1 The role of leukotriene B₄ (LTB₄) and LTC₄ as mediators of gastric mucosal damage following ethanol challenge in vivo has been investigated using two selective 5-lipoxygenase inhibitors, BW A4C and BW A137C. 2 Oral administration of ethanol to rats in vivo, induced macroscopic damage to the gastric mucosa and markedly increased the formation of the 5-lipoxygenase products, LTB₄ and LTC₄, from the mucosa ex vivo. 3 Pretreatment with the acetohydroxamic acids BW A4C and BW A137C (5–50 mg kg⁻¹ p.o.) dose-dependently reduced ethanol-stimulated LTB₄ and LTC₄ formation by the gastric mucosa, with an ID₅₀ of approximately 5 mg kg⁻¹ p.o. 4 A single oral dose of BW A4C (20 mg kg⁻¹) induced near-maximal inhibition of mucosal LTB₄ formation within 30 min, which was well maintained for 5h, whereas BW A137C (20 mg kg⁻¹ p.o.) induced maximal inhibition between 30 and 60 min after administration, which then diminished over the subsequent 5 h. 5 The mucosal formation of the cyclo-oxygenase product, 6-keto-prostaglandin F_1α, which was unaltered following ethanol challenge, was not inhibited by the acetohydroxamic acids.

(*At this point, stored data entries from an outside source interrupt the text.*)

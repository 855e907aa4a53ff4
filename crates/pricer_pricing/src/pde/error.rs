//! Error types for the finite-difference engine.
//!
//! [`ConfigError`] covers invalid engine parameters and mesh requests and is
//! raised before any solve starts. [`PdeError`] is the request-level error of
//! every solver, extractor and Greek entry point.

use std::fmt;

use pricer_core::market_data::MarketDataError;
use pricer_core::types::{InterpolationError, PricingError};
use pricer_models::instruments::InstrumentError;
use thiserror::Error;

use crate::greeks::GreekKind;

/// Configuration error for the PDE engine.
///
/// These errors occur during construction when invalid parameters are provided.
#[derive(Clone, Debug, PartialEq)]
pub enum ConfigError {
    /// Step count below the minimum of two.
    InvalidStepCount {
        /// Parameter name.
        name: &'static str,
        /// Requested number of steps.
        steps: usize,
    },
    /// Invalid parameter value with name and description.
    InvalidParameter {
        /// Parameter name.
        name: &'static str,
        /// Description of the invalid value.
        value: String,
    },
}

impl fmt::Display for ConfigError {
    fn fmt(&self, f: &mut fmt::Formatter<'_>) -> fmt::Result {
        match self {
            Self::InvalidStepCount { name, steps } => {
                write!(f, "Invalid step count {} for '{}': must be at least 2", steps, name)
            }
            Self::InvalidParameter { name, value } => {
                write!(f, "Invalid parameter '{}': {}", name, value)
            }
        }
    }
}

impl std::error::Error for ConfigError {}

/// Errors raised while building, solving or reading a PDE grid.
///
/// # Example
/// ```
/// use pricer_pricing::pde::PdeError;
///
/// let err = PdeError::OutOfDomain { x: 400.0, min: 0.0, max: 350.0 };
/// assert!(err.to_string().contains("400"));
/// ```
#[derive(Error, Debug, Clone, PartialEq)]
pub enum PdeError {
    /// Invalid engine configuration or mesh request.
    #[error("Configuration error: {0}")]
    Config(#[from] ConfigError),

    /// Surface or curve lookup failed.
    #[error("Market data error: {0}")]
    MarketData(#[from] MarketDataError),

    /// Invalid option contract.
    #[error("Instrument error: {0}")]
    Instrument(#[from] InstrumentError),

    /// Reading results between grid nodes failed.
    #[error("Interpolation error: {0}")]
    Interpolation(#[from] InterpolationError),

    /// Zero pivot in the tridiagonal elimination.
    #[error("Singular tridiagonal system at row {row}")]
    SingularSystem {
        /// Row of the zero pivot.
        row: usize,
    },

    /// The solution left the finite range.
    #[error("Non-finite solution after time step {step}")]
    NonFinite {
        /// Time step that produced the value.
        step: usize,
    },

    /// Query point outside the grid domain.
    #[error("Point {x} outside grid domain [{min}, {max}]")]
    OutOfDomain {
        /// Requested point.
        x: f64,
        /// Lower end of the domain.
        min: f64,
        /// Upper end of the domain.
        max: f64,
    },

    /// Too few usable nodes to report a Greek.
    #[error("{kind} unavailable at strike {strike}")]
    Unavailable {
        /// Requested Greek.
        kind: GreekKind,
        /// Requested strike.
        strike: f64,
    },
}

impl From<PdeError> for PricingError {
    fn from(err: PdeError) -> Self {
        match err {
            PdeError::SingularSystem { .. } | PdeError::NonFinite { .. } => {
                PricingError::NumericalInstability(err.to_string())
            }
            PdeError::Unavailable { .. } => PricingError::Unavailable(err.to_string()),
            _ => PricingError::InvalidInput(err.to_string()),
        }
    }
}
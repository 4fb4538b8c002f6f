use shared::{MAX_IMAGE_SIZE, format_file_size};

use super::utils::render_error_message;
use crate::flow::{AgriDoctor, Stage};

pub fn render_upload_section(model: &AgriDoctor) -> String {
    let mut out = format!("Service: {}\n", model.api_status_text());

    match model.image() {
        Some(image) => {
            out.push_str(&format!(
                "Image:   {} ({}, {})\n",
                image.file_name,
                image.mime_type,
                format_file_size(image.size())
            ));
        }
        None => {
            out.push_str(&format!(
                "Image:   none selected (JPEG, PNG, BMP or TIFF up to {})\n",
                format_file_size(MAX_IMAGE_SIZE)
            ));
        }
    }

    if matches!(model.stage(), Stage::Analyzing { .. }) {
        out.push_str("Analyzing...\n");
    }
    if let Some(error) = render_error_message(model) {
        out.push_str(&error);
        out.push('\n');
    }
    out
}
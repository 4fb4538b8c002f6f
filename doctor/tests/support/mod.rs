#![allow(dead_code)]

use actix_multipart::Multipart;
use actix_web::dev::ServerHandle;
use actix_web::http::StatusCode;
use actix_web::{App, HttpResponse, HttpServer, web};
use agri_doctor::ClientConfig;
use futures::{StreamExt, TryStreamExt};
use serde_json::{Value, json};
use shared::ImageUpload;
use std::collections::HashMap;
use std::sync::{Arc, Mutex};
use std::time::Duration;

pub const HEALTH: &str = "/health";
pub const PREDICT: &str = "/predict";
pub const CLASSES: &str = "/classes";
pub const DISEASE_INFO: &str = "/disease_info";
pub const BATCH_PREDICT: &str = "/batch_predict";
pub const ADD_DISEASE: &str = "/api/healthmap/add-disease";

#[derive(Clone)]
struct Reply {
    status: u16,
    body: Value,
    delay: Duration,
}

/// One multipart field as the service received it.
#[derive(Debug, Clone)]
pub struct RecordedField {
    pub name: String,
    pub file_name: Option<String>,
    pub content_type: Option<String>,
    pub data: Vec<u8>,
}

impl RecordedField {
    pub fn text(&self) -> String {
        String::from_utf8_lossy(&self.data).into_owned()
    }
}

#[derive(Default)]
struct State {
    replies: HashMap<&'static str, Reply>,
    hits: HashMap<&'static str, usize>,
    fields: Vec<RecordedField>,
    info_requests: Vec<(String, String)>,
    reports: Vec<Value>,
}

/// In-process stand-in for both the detection service and the CropAI backend.
#[derive(Clone)]
pub struct FakeService {
    state: Arc<Mutex<State>>,
}

impl FakeService {
    pub fn new() -> Self {
        let service = Self {
            state: Arc::new(Mutex::new(State::default())),
        };
        service.reply(HEALTH, 200, json!({ "status": "ok", "model_loaded": true }));
        service.reply(PREDICT, 200, late_blight());
        service.reply(
            CLASSES,
            200,
            json!({ "classes": ["Tomato___Late_blight", "Tomato___healthy"], "total_classes": 2 }),
        );
        service.reply(
            DISEASE_INFO,
            200,
            json!({
                "disease_info": {
                    "description": "Grey leaf spots with dark borders.",
                    "symptoms": ["Rectangular lesions"],
                    "solutions": ["Rotate crops"],
                    "prevention": ["Resistant hybrids"]
                },
                "supplement_info": null,
                "class_index": 7
            }),
        );
        service.reply(BATCH_PREDICT, 200, json!([]));
        service.reply(ADD_DISEASE, 200, json!({ "success": true }));
        service
    }

    pub fn reply(&self, route: &'static str, status: u16, body: Value) -> &Self {
        let mut state = self.state.lock().unwrap();
        let delay = state.replies.get(route).map(|r| r.delay).unwrap_or_default();
        state.replies.insert(route, Reply { status, body, delay });
        self
    }

    pub fn delay(&self, route: &'static str, delay: Duration) -> &Self {
        let mut state = self.state.lock().unwrap();
        if let Some(reply) = state.replies.get_mut(route) {
            reply.delay = delay;
        }
        self
    }

    pub fn hits(&self, route: &'static str) -> usize {
        self.state.lock().unwrap().hits.get(route).copied().unwrap_or(0)
    }

    pub fn fields(&self) -> Vec<RecordedField> {
        self.state.lock().unwrap().fields.clone()
    }

    pub fn info_requests(&self) -> Vec<(String, String)> {
        self.state.lock().unwrap().info_requests.clone()
    }

    pub fn reports(&self) -> Vec<Value> {
        self.state.lock().unwrap().reports.clone()
    }

    fn hit(&self, route: &'static str) -> Reply {
        let mut state = self.state.lock().unwrap();
        *state.hits.entry(route).or_insert(0) += 1;
        state.replies[route].clone()
    }

    async fn respond(&self, route: &'static str) -> HttpResponse {
        let reply = self.hit(route);
        if !reply.delay.is_zero() {
            actix_web::rt::time::sleep(reply.delay).await;
        }
        let status = StatusCode::from_u16(reply.status).unwrap();
        if reply.body.is_null() {
            HttpResponse::build(status).finish()
        } else {
            HttpResponse::build(status).json(reply.body)
        }
    }

    async fn record_multipart(&self, mut payload: Multipart) {
        while let Ok(Some(mut field)) = payload.try_next().await {
            let name = field.name().unwrap_or_default().to_string();
            let file_name = field
                .content_disposition()
                .and_then(|cd| cd.get_filename())
                .map(str::to_string);
            let content_type = field.content_type().map(|mime| mime.to_string());

            let mut data = Vec::new();
            while let Some(chunk) = field.next().await {
                if let Ok(chunk) = chunk {
                    data.extend_from_slice(&chunk);
                }
            }

            self.state.lock().unwrap().fields.push(RecordedField {
                name,
                file_name,
                content_type,
                data,
            });
        }
    }
}

async fn health(service: web::Data<FakeService>) -> HttpResponse {
    service.respond(HEALTH).await
}

async fn predict(service: web::Data<FakeService>, payload: Multipart) -> HttpResponse {
    service.record_multipart(payload).await;
    service.respond(PREDICT).await
}

async fn classes(service: web::Data<FakeService>) -> HttpResponse {
    service.respond(CLASSES).await
}

async fn disease_info(
    service: web::Data<FakeService>,
    path: web::Path<(String, String)>,
) -> HttpResponse {
    service
        .state
        .lock()
        .unwrap()
        .info_requests
        .push(path.into_inner());
    service.respond(DISEASE_INFO).await
}

async fn batch_predict(service: web::Data<FakeService>, payload: Multipart) -> HttpResponse {
    service.record_multipart(payload).await;
    service.respond(BATCH_PREDICT).await
}

async fn add_disease(service: web::Data<FakeService>, report: web::Json<Value>) -> HttpResponse {
    service.state.lock().unwrap().reports.push(report.into_inner());
    service.respond(ADD_DISEASE).await
}

pub struct RunningService {
    pub url: String,
    handle: ServerHandle,
}

impl RunningService {
    pub async fn stop(self) {
        self.handle.stop(false).await;
    }
}

pub fn start(service: &FakeService) -> RunningService {
    let data = web::Data::new(service.clone());
    let server = HttpServer::new(move || {
        App::new()
            .app_data(data.clone())
            .route(HEALTH, web::get().to(health))
            .route(PREDICT, web::post().to(predict))
            .route(CLASSES, web::get().to(classes))
            .route("/disease_info/{crop}/{disease}", web::get().to(disease_info))
            .route(BATCH_PREDICT, web::post().to(batch_predict))
            .route(ADD_DISEASE, web::post().to(add_disease))
    })
    .workers(1)
    .disable_signals()
    .bind(("127.0.0.1", 0))
    .unwrap();

    let addr = server.addrs()[0];
    let server = server.run();
    let handle = server.handle();
    actix_web::rt::spawn(server);

    RunningService {
        url: format!("http://{}", addr),
        handle,
    }
}

/// Client config pointing both services at the fake, with short timeouts.
pub fn config(url: &str) -> ClientConfig {
    ClientConfig {
        disease_api_url: url.to_string(),
        backend_url: url.to_string(),
        health_timeout: Duration::from_millis(500),
        request_timeout: Duration::from_secs(2),
        metadata_timeout: Duration::from_millis(500),
        report_timeout: Duration::from_millis(500),
    }
}

pub fn late_blight() -> Value {
    json!({
        "predicted_class": "Tomato___Late_blight",
        "crop": "Tomato",
        "confidence": 0.912,
        "risk_assessment": {
            "overall_risk": "High",
            "risk_factors": ["Humidity above 80%"],
            "recommendations": ["Remove infected leaves", "Apply copper fungicide"]
        },
        "disease_info": {
            "description": "Late blight spreads fast in cool, wet weather.",
            "symptoms": "Dark water-soaked lesions\nWhite mould under leaves",
            "solutions": ["Apply copper fungicide"],
            "prevention": ["Avoid overhead irrigation"]
        },
        "class_probabilities": {
            "Tomato___Late_blight": 0.912,
            "Tomato___Early_blight": 0.06,
            "Tomato___healthy": 0.028
        },
        "explanation": {
            "explanation_image": "aGVhdG1hcA==",
            "attention_regions": [[10, 20, 30, 40]]
        }
    })
}

/// A JPEG-tagged upload whose bytes start with the JPEG magic number.
pub fn leaf_image(size: usize) -> ImageUpload {
    let mut bytes = vec![0u8; size];
    bytes[..3].copy_from_slice(&[0xFF, 0xD8, 0xFF]);
    ImageUpload::new("leaf.jpg", "image/jpeg", bytes)
}
mod results;
mod upload_section;
mod utils;

pub use results::{render_report_banner, render_results};
pub use upload_section::render_upload_section;
pub use utils::{meter, render_error_message};
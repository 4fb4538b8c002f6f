use reqwest::Client as HttpClient;
use shared::HealthMapReport;
use std::time::Duration;

use crate::api::{ensure_success, send};
use crate::config::ClientConfig;
use crate::error::ClientError;

const ADD_DISEASE_PATH: &str = "/api/healthmap/add-disease";

/// Posts community disease reports to the CropAI backend.
#[derive(Clone)]
pub struct HealthMapClient {
    http_client: HttpClient,
    backend_url: String,
    timeout: Duration,
}

impl HealthMapClient {
    pub fn new(config: &ClientConfig) -> Result<Self, ClientError> {
        let http_client = HttpClient::builder()
            .build()
            .map_err(|e| ClientError::Unexpected(e.to_string()))?;

        Ok(Self {
            http_client,
            backend_url: config.backend_url.trim_end_matches('/').to_string(),
            timeout: config.report_timeout,
        })
    }

    pub async fn add_disease(&self, report: &HealthMapReport) -> Result<(), ClientError> {
        log::info!(
            "Reporting {} ({}) to the health map for pincode {}",
            report.name,
            report.severity,
            report.pincode
        );
        let request = self
            .http_client
            .post(format!("{}{}", self.backend_url, ADD_DISEASE_PATH))
            .json(report)
            .timeout(self.timeout);
        ensure_success(send(request).await?, "Failed to report to health map").await?;
        Ok(())
    }
}
use serde::{Deserialize, Serialize};
use strum_macros::{AsRefStr, Display};

#[derive(Debug, Clone, Copy, PartialEq, Eq, Serialize, Deserialize, Display, AsRefStr)]
pub enum Severity {
    Low,
    Medium,
    High,
}

/// Visual category for a risk badge.
#[derive(Debug, Clone, Copy, PartialEq, Eq, Display, AsRefStr)]
#[strum(serialize_all = "lowercase")]
pub enum SeverityColor {
    Red,
    Yellow,
    Green,
    Gray,
}

impl SeverityColor {
    pub fn css_classes(self) -> &'static str {
        match self {
            SeverityColor::Red => "bg-red-100 text-red-800 border-red-200",
            SeverityColor::Yellow => "bg-yellow-100 text-yellow-800 border-yellow-200",
            SeverityColor::Green => "bg-green-100 text-green-800 border-green-200",
            SeverityColor::Gray => "bg-gray-100 text-gray-800 border-gray-200",
        }
    }
}

/// Turns a raw class id such as `Tomato___Late_blight` into `Tomato - Late Blight`.
pub fn format_disease_name(raw: &str) -> String {
    raw.replace("___", " - ")
        .replace("__", " ")
        .replace('_', " ")
        .split(' ')
        .map(capitalize)
        .collect::<Vec<_>>()
        .join(" ")
}

fn capitalize(word: &str) -> String {
    let mut chars = word.chars();
    match chars.next() {
        Some(first) => first
            .to_uppercase()
            .chain(chars.flat_map(char::to_lowercase))
            .collect(),
        None => String::new(),
    }
}

pub fn get_severity_color(level: &str) -> SeverityColor {
    match level.to_lowercase().as_str() {
        "high" => SeverityColor::Red,
        "medium" => SeverityColor::Yellow,
        "low" => SeverityColor::Green,
        _ => SeverityColor::Gray,
    }
}

pub fn get_risk_icon(level: &str) -> &'static str {
    match level.to_lowercase().as_str() {
        "high" => "🔴",
        "medium" => "🟡",
        "low" => "🟢",
        _ => "⚪",
    }
}

/// Collapses a qualitative risk string ("Moderate risk", "CRITICAL") to a severity.
pub fn map_risk_to_severity(risk: &str) -> Severity {
    let risk = risk.to_lowercase();
    if risk.contains("high") || risk.contains("critical") {
        Severity::High
    } else if risk.contains("medium") || risk.contains("moderate") {
        Severity::Medium
    } else {
        Severity::Low
    }
}

pub fn format_file_size(bytes: usize) -> String {
    format!("{:.2} MB", bytes as f64 / 1024.0 / 1024.0)
}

Likewise, the small increase in mucosal thromboxane B₂ formation following challenge was not inhibited by BW A4C. 6 Neither BW A4C nor BW A137C, at doses that almost completely inhibited the mucosal synthesis of LTB₄ or LTC₄, reduced the macroscopic gastric mucosal damage induced by ethanol. 7 Pretreatment with the lipoxygenase inhibitor BW 755C (5–50 mg kg⁻¹ p.o.) did reduce mucosal damage, but there was a dissociation between the degree of protection and the inhibition of leukotriene biosynthesis. 8 Oral administration of high doses of either BW A4C or BW A137C (300 mg kg⁻¹) did not induce macroscopic gastric damage over a 3 h period. 9 These findings suggest that the leukotrienes, LTB₄ and LTC₄ are not the primary mediators of ethanol-induced acute mucosal damage, but do not exclude their role in more chronic gastric damage and inflammation.